Appeal of Smith

117 Pa. 30 | Pa. | 1887

Opinion,

Me. Justice Paxson:

This was an appeal from the decree of the court below distributing the assigned estate of Jehial J. West. Both the assignor and the assignee were domiciled in the state of New York; the assignment was made, delivered and recorded in Tioga county in that state. A portion of the assignor’s personal property was located in Bradford county, Pennsylvania; the assignment was recorded in said county, an appraisement made, an inventory filed, and a bond given and approved by the court. The deed of assignment contained preferences in favor of certain creditors, which preferences are valid by the law of New York but are illegal here. The appellant, who is a Pennsylvania creditor and unpreferred, endeavors to avoid the effect of the preferences in the assignment by holding the fund here and distributing it according to the law of Pennsylvania. This he cannot do.

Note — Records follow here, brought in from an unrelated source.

//! Sealmark CLI
//!
//! Command-line interface for embedding and verifying signed watermarks in
//! raw RGBA pixel files.

use std::path::PathBuf;
use std::process::ExitCode;

use anyhow::Result;
use clap::{Parser, Subcommand};

use sealmark::DEFAULT_MAX_ENVELOPE_BYTES;

mod commands;

#[derive(Parser)]
#[command(name = "sealmark")]
#[command(about = "Sealmark - Embed and verify signed watermarks in pixel data", long_about = None)]
#[command(version)]
struct Cli {
    #[command(subcommand)]
    command: Commands,

    /// Enable verbose output
    #[arg(short, long, global = true)]
    verbose: bool,

    /// Largest envelope accepted on embed and extract, in bytes
    #[arg(long, global = true, default_value_t = DEFAULT_MAX_ENVELOPE_BYTES)]
    max_envelope_bytes: u32,
}

#[derive(Subcommand)]
enum Commands {
    /// Generate a P-256 key pair
    Keygen {
        /// Directory for private_key.pem and public_key.pem
        #[arg(short, long, default_value = ".")]
        out_dir: PathBuf,
    },

    /// Sign a payload and embed it into a raw RGBA file
    Embed {
        /// Raw RGBA input (width * height * 4 bytes)
        #[arg(short, long)]
        input: PathBuf,

        /// Image width in pixels
        #[arg(short, long)]
        width: u32,

        /// Private key PEM (PKCS8 or SEC1)
        #[arg(short, long)]
        key: PathBuf,

        /// Raw RGBA output
        #[arg(short, long)]
        output: PathBuf,

        /// Issuer name
        #[arg(long)]
        issuer: Option<String>,

        /// Timestamp (defaults to the current Unix time)
        #[arg(long)]
        timestamp: Option<String>,

        /// File to attest: adds file_hash and file_size
        #[arg(long)]
        content: Option<PathBuf>,

        /// Extra payload entry as key=value (value parsed as JSON when possible)
        #[arg(long = "field", value_parser = commands::embed::parse_field)]
        fields: Vec<(String, serde_json::Value)>,
    },

    /// Verify the watermark in a raw RGBA file
    Verify {
        /// Raw RGBA input (width * height * 4 bytes)
        #[arg(short, long)]
        input: PathBuf,

        /// Image width in pixels
        #[arg(short, long)]
        width: u32,

        /// Trusted signer public key PEM (repeatable)
        #[arg(long = "trusted-key")]
        trusted_keys: Vec<PathBuf>,

        /// Print the result as JSON
        #[arg(long)]
        json: bool,
    },

    /// Show how many payload bytes an image can hold
    Capacity {
        /// Image width in pixels
        #[arg(long)]
        width: u32,

        /// Image height in pixels
        #[arg(long)]
        height: u32,
    },
}

fn main() -> Result<ExitCode> {
    let cli = Cli::parse();

    // Initialize tracing
    if cli.verbose {
        tracing_subscriber::fmt()
            .with_env_filter("sealmark=debug,sealmark_core=debug,sealmark_cli=debug")
            .with_writer(std::io::stderr)
            .init();
    } else {
        tracing_subscriber::fmt()
            .with_env_filter("sealmark=info,sealmark_core=warn,sealmark_cli=info")
            .with_writer(std::io::stderr)
            .init();
    }

    match cli.command {
        Commands::Keygen { out_dir } => {
            commands::keygen::run(&out_dir)?;
        }
        Commands::Embed {
            input,
            width,
            key,
            output,
            issuer,
            timestamp,
            content,
            fields,
        } => {
            let args = commands::embed::EmbedArgs {
                input,
                width,
                key,
                output,
                issuer,
                timestamp,
                content,
                fields,
            };
            commands::embed::run(&args, cli.max_envelope_bytes)?;
        }
        Commands::Verify {
            input,
            width,
            trusted_keys,
            json,
        } => {
            let valid =
                commands::verify::run(&input, width, &trusted_keys, json, cli.max_envelope_bytes)?;
            if !valid {
                return Ok(ExitCode::FAILURE);
            }
        }
        Commands::Capacity { width, height } => {
            commands::capacity::run(width, height);
        }
    }

    Ok(ExitCode::SUCCESS)
}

It is settled by abundant authority that an assignment by a citizen of one state of personal property located in another state, passes the title fully for all purposes. The law of the domicile regulates the transfer of personal property. It is sufficient to refer to the late case of Smith’s Appeal, 104 Pa. 381. The recording of the assignment in this state was a compliance with the act of May 3, 1855. The effect of this was to give the assignment a force which it did not have at common law, and take effect from its date, saving all rights accrued to “bona fide purchasers, mortgagees or creditors, having a lien thereon before the recording, in the same county, and not having had previous actual notice thereof.” The appellant does not come within this saving clause. He has no lien on the fund; he is merely an unsecured creditor, and while it may seem hard that assets in Pennsylvania shall be transferred to the state of New York for distribution, and *35then swallowed up by preferred creditors, it is a risk which He took when he gave credit to a citizen of New York. He knew that his debtor could do just what he has done, and having such knowledge he has no reason to complain.

It must not be overlooked that this was a voluntary assignment; it was not one made in invitum, or by coercion of law; neither are we distributing the estate of a decedent domiciled in another state; and the rule in such cases has no application here.

The decree is affirmed and the appeal is dismissed at the cost of the appellant.